Start of Excerpted data

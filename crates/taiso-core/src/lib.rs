//! Record keeping core for taiso
//!
//! This crate sits between storage and the front end:
//! - Recording completions under their local calendar date
//! - Migrating legacy records to timezone-aware ones
//! - Streaks and calendar projection in any display zone
//! - Watching the ambient timezone for changes

mod detector;
mod locks;
mod migration;
mod projector;
mod records;

pub use detector::*;
pub use locks::*;
pub use migration::*;
pub use projector::*;
pub use records::*;
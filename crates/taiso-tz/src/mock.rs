//! Mock zone source for testing

use std::sync::{Mutex, PoisonError};

use crate::{TimezoneError, TzResult, ZoneSource};

/// Zone source whose answer is set by the test.
#[derive(Debug)]
pub struct MockZoneSource {
    zone: Mutex<String>,

    /// Configure detection to fail
    fail_detect: Mutex<bool>,
}

impl MockZoneSource {
    pub fn new(zone: impl Into<String>) -> Self {
        Self {
            zone: Mutex::new(zone.into()),
            fail_detect: Mutex::new(false),
        }
    }

    /// Simulate the OS timezone changing
    pub fn set_zone(&self, zone: impl Into<String>) {
        *self.zone.lock().unwrap_or_else(PoisonError::into_inner) = zone.into();
    }

    pub fn set_failing(&self, failing: bool) {
        *self.fail_detect.lock().unwrap_or_else(PoisonError::into_inner) = failing;
    }
}

impl Default for MockZoneSource {
    fn default() -> Self {
        Self::new("UTC")
    }
}

impl ZoneSource for MockZoneSource {
    fn detect(&self) -> TzResult<String> {
        if *self.fail_detect.lock().unwrap_or_else(PoisonError::into_inner) {
            return Err(TimezoneError::DetectionFailed("Mock detection failure".into()));
        }
        Ok(self.zone.lock().unwrap_or_else(PoisonError::into_inner).clone())
    }

    fn name(&self) -> &'static str {
        "mock"
    }
}
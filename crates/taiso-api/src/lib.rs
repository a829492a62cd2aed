//! Data model for taiso
//!
//! This crate defines the types shared by every layer:
//! - Exercise records (legacy and timezone-aware)
//! - Timezone snapshots and the error taxonomy
//! - Calendar projections, filters and statistics

mod record;
mod timezone;

pub use record::*;
pub use timezone::*;
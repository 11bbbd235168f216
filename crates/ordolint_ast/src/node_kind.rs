//! Node kind definitions.

use serde::{Deserialize, Serialize};

/// Kind tag carried by every node of a [`SyntaxTree`](crate::SyntaxTree).
///
/// The engine never interprets these beyond [`NodeKind::Root`] and the
/// trivia split; they exist so rules and parsers share a vocabulary.
#[derive(Debug, Clone, Copy, PartialEq, Eq, Hash, Serialize, Deserialize)]
#[serde(rename_all = "PascalCase")]
#[non_exhaustive]
pub enum NodeKind {
    // Composite nodes
    /// The file root.
    Root,
    /// A brace-delimited block, including its braces.
    Block,
    /// A parenthesised group, including its parentheses.
    Group,

    // Trivia leaves
    /// Byte-order mark preceding the first token.
    Bom,
    /// Horizontal whitespace run.
    Whitespace,
    /// A single line break (`\n` or `\r\n`).
    Newline,
    /// `// ...` up to, not including, the line break.
    LineComment,
    /// `/* ... */`.
    BlockComment,

    // Token leaves
    /// Identifier or keyword.
    Identifier,
    /// Numeric literal.
    Number,
    /// Quoted string or char literal.
    StringLiteral,
    /// Any other single character.
    Punctuation,
}

impl NodeKind {
    /// Returns true for kinds that may have children.
    #[inline]
    pub const fn is_composite(&self) -> bool {
        matches!(self, Self::Root | Self::Block | Self::Group)
    }

    /// Returns true for non-semantic leaves preserved verbatim.
    #[inline]
    pub const fn is_trivia(&self) -> bool {
        matches!(
            self,
            Self::Bom | Self::Whitespace | Self::Newline | Self::LineComment | Self::BlockComment
        )
    }

    /// Returns true for comment leaves.
    #[inline]
    pub const fn is_comment(&self) -> bool {
        matches!(self, Self::LineComment | Self::BlockComment)
    }
}

#[cfg(test)]
mod tests {
    use super::*;
    use rstest::rstest;

    #[rstest]
    #[case(NodeKind::Root, true, false)]
    #[case(NodeKind::Block, true, false)]
    #[case(NodeKind::Group, true, false)]
    #[case(NodeKind::Bom, false, true)]
    #[case(NodeKind::Whitespace, false, true)]
    #[case(NodeKind::Newline, false, true)]
    #[case(NodeKind::LineComment, false, true)]
    #[case(NodeKind::BlockComment, false, true)]
    #[case(NodeKind::Identifier, false, false)]
    #[case(NodeKind::Number, false, false)]
    #[case(NodeKind::StringLiteral, false, false)]
    #[case(NodeKind::Punctuation, false, false)]
    fn test_kind_classification(
        #[case] kind: NodeKind,
        #[case] composite: bool,
        #[case] trivia: bool,
    ) {
        assert_eq!(kind.is_composite(), composite);
        assert_eq!(kind.is_trivia(), trivia);
    }

    #[test]
    fn test_comment_kinds() {
        assert!(NodeKind::LineComment.is_comment());
        assert!(NodeKind::BlockComment.is_comment());
        assert!(!NodeKind::Whitespace.is_comment());
    }

    #[test]
    fn test_serialization() {
        let json = serde_json::to_string(&NodeKind::LineComment).unwrap();
        assert_eq!(json, "\"LineComment\"");
    }
}
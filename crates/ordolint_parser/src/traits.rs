//! Parser trait definition.

use ordolint_ast::SyntaxTree;

use crate::ParseError;

/// Trait for parsing source text into a [`SyntaxTree`].
///
/// The lint engine only ever sees the resulting tree. Implementations must
/// keep every byte of the input in some leaf (trivia included) so that
/// `parse(source)?.render() == source`.
///
/// # Example
///
/// ```rust,ignore
/// use ordolint_ast::SyntaxTree;
/// use ordolint_parser::{ParseError, Parser};
///
/// struct MyParser;
///
/// impl Parser for MyParser {
///     fn name(&self) -> &str {
///         "my-parser"
///     }
///
///     fn extensions(&self) -> &[&str] {
///         &["myext"]
///     }
///
///     fn parse(&self, source: &str) -> Result<SyntaxTree, ParseError> {
///         todo!()
///     }
/// }
/// ```
pub trait Parser: Send + Sync {
    /// Returns the name of this parser.
    fn name(&self) -> &str;

    /// Returns the file extensions this parser handles.
    ///
    /// Extensions should not include the leading dot (e.g., `["kt", "kts"]`).
    fn extensions(&self) -> &[&str];

    /// Parses the source text into a tree.
    fn parse(&self, source: &str) -> Result<SyntaxTree, ParseError>;

    /// Returns true if this parser can handle the given file extension.
    fn can_parse(&self, extension: &str) -> bool {
        self.extensions()
            .iter()
            .any(|ext| ext.eq_ignore_ascii_case(extension))
    }
}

End of Excerpted data

From the entries above, return each line with the word "aware" in it.

//! - Migrating legacy records to timezone-aware ones
//! - Exercise records (legacy and timezone-aware)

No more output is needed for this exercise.